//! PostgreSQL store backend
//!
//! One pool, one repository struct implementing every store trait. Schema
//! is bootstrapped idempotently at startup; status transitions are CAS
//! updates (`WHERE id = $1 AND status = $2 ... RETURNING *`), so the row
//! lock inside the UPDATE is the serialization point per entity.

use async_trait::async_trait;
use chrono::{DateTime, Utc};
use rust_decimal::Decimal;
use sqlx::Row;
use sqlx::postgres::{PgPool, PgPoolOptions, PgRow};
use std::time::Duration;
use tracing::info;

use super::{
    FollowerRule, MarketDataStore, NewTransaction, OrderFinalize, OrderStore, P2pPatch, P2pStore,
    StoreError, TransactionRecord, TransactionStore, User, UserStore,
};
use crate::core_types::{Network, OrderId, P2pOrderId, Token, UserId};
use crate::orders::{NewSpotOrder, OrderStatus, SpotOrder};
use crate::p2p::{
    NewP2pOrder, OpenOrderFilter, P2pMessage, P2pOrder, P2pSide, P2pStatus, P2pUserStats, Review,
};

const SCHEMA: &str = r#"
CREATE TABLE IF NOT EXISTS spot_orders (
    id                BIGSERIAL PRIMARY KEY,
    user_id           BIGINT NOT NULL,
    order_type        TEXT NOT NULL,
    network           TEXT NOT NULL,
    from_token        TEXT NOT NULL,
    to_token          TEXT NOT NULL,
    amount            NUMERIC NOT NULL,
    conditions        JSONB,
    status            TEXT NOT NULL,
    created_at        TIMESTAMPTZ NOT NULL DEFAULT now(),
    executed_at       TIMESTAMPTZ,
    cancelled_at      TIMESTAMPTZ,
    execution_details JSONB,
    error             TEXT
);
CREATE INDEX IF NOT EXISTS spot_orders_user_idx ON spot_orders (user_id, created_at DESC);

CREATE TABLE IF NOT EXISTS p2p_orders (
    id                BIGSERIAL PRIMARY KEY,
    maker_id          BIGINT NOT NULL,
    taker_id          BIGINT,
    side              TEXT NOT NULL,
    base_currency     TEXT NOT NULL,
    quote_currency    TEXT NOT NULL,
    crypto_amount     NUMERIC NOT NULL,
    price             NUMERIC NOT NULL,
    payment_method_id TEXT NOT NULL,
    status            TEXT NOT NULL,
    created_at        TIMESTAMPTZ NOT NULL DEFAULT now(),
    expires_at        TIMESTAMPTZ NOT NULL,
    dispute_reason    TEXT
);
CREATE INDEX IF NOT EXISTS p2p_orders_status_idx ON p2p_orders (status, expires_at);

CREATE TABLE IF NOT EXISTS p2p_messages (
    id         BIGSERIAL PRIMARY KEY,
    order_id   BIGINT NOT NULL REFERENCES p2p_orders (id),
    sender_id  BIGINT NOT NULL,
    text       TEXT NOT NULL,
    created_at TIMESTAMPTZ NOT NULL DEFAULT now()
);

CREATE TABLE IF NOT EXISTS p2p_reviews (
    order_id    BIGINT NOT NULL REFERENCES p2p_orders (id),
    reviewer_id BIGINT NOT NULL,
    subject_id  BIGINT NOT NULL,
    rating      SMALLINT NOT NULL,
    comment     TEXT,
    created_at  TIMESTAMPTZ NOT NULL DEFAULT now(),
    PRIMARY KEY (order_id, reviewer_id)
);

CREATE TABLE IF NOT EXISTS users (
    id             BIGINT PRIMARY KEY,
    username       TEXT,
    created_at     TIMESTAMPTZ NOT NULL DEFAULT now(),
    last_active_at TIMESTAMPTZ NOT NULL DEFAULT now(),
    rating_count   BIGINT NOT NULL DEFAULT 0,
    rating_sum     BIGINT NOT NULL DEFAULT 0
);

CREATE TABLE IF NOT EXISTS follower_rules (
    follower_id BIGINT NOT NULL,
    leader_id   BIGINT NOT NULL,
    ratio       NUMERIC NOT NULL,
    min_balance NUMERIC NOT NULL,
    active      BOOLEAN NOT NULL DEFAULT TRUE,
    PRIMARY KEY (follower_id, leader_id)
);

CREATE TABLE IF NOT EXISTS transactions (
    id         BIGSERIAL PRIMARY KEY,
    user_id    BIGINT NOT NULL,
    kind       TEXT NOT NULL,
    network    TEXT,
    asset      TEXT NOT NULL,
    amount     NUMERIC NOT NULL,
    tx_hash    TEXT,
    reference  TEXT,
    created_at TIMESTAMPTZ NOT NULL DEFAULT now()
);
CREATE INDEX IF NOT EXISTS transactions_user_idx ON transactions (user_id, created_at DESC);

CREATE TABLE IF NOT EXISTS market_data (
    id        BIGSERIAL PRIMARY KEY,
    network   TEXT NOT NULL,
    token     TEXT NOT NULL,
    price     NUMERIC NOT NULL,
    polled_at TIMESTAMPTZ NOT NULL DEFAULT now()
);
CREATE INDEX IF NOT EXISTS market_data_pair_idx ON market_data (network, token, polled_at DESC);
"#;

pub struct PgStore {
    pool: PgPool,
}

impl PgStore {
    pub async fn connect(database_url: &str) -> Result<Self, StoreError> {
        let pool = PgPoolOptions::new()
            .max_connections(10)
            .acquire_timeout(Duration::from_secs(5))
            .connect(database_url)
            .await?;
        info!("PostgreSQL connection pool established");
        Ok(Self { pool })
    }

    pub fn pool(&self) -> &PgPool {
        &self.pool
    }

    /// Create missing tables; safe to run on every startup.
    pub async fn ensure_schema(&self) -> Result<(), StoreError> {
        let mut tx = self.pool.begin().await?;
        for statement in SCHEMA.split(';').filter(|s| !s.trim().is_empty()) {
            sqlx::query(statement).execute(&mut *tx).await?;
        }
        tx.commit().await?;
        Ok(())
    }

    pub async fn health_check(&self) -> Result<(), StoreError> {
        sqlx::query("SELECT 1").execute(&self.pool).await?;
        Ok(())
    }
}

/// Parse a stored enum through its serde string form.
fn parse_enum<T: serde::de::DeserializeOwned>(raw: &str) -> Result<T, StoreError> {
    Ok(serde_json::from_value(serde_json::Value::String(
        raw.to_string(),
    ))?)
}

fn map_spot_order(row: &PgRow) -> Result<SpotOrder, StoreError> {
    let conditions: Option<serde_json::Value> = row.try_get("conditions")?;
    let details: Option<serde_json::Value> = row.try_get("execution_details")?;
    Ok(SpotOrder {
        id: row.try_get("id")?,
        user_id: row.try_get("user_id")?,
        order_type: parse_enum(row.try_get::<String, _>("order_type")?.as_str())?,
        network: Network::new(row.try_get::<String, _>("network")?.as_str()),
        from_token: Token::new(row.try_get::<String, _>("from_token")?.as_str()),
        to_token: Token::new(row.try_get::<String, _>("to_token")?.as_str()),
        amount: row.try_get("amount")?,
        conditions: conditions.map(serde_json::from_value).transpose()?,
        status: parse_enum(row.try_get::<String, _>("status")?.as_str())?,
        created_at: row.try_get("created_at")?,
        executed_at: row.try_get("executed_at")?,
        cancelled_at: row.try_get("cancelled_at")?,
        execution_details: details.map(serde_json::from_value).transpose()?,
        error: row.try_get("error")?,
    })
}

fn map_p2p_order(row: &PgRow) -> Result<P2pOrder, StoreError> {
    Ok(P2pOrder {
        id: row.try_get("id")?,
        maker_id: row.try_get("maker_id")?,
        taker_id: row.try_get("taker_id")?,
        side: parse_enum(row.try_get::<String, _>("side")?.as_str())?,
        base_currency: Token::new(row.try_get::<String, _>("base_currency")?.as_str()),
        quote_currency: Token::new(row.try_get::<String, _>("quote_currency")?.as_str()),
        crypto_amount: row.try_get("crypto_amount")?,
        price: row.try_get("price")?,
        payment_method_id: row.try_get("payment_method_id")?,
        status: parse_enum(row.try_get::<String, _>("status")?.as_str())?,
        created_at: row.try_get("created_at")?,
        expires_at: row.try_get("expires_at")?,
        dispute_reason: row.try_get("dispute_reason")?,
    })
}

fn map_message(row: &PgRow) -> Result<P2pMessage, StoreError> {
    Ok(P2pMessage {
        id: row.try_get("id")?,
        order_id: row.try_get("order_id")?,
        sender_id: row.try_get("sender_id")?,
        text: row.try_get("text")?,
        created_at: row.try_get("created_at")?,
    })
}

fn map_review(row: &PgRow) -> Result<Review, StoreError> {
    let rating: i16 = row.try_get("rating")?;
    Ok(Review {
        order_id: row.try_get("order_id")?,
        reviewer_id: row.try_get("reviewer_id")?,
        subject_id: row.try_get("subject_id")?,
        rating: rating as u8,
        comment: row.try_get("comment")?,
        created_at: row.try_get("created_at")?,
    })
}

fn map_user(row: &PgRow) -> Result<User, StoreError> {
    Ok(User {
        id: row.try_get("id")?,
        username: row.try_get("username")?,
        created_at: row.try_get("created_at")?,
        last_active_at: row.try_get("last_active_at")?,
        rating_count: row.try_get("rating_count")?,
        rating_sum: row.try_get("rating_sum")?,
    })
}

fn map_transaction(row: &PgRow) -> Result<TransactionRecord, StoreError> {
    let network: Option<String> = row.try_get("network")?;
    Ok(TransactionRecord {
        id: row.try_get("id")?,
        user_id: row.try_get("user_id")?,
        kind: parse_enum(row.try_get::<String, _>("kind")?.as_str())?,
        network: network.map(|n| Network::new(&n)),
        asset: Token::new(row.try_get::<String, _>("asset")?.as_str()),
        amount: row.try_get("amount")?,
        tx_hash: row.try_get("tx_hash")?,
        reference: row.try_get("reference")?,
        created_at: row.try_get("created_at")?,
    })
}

☆ ☆ ☆ ☆ ☆ ☆ ☆

Search the listing above for the lines with "for statement in" and "fn parse_enum<T: serde::de::DeserializeOwned>(raw: &str)", then output those lines and all lines between them exactly.

» **RESULT**
        for statement in SCHEMA.split(';').filter(|s| !s.trim().is_empty()) {
            sqlx::query(statement).execute(&mut *tx).await?;
        }
        tx.commit().await?;
        Ok(())
    }

    pub async fn health_check(&self) -> Result<(), StoreError> {
        sqlx::query("SELECT 1").execute(&self.pool).await?;
        Ok(())
    }
}

/// Parse a stored enum through its serde string form.
fn parse_enum<T: serde::de::DeserializeOwned>(raw: &str) -> Result<T, StoreError> {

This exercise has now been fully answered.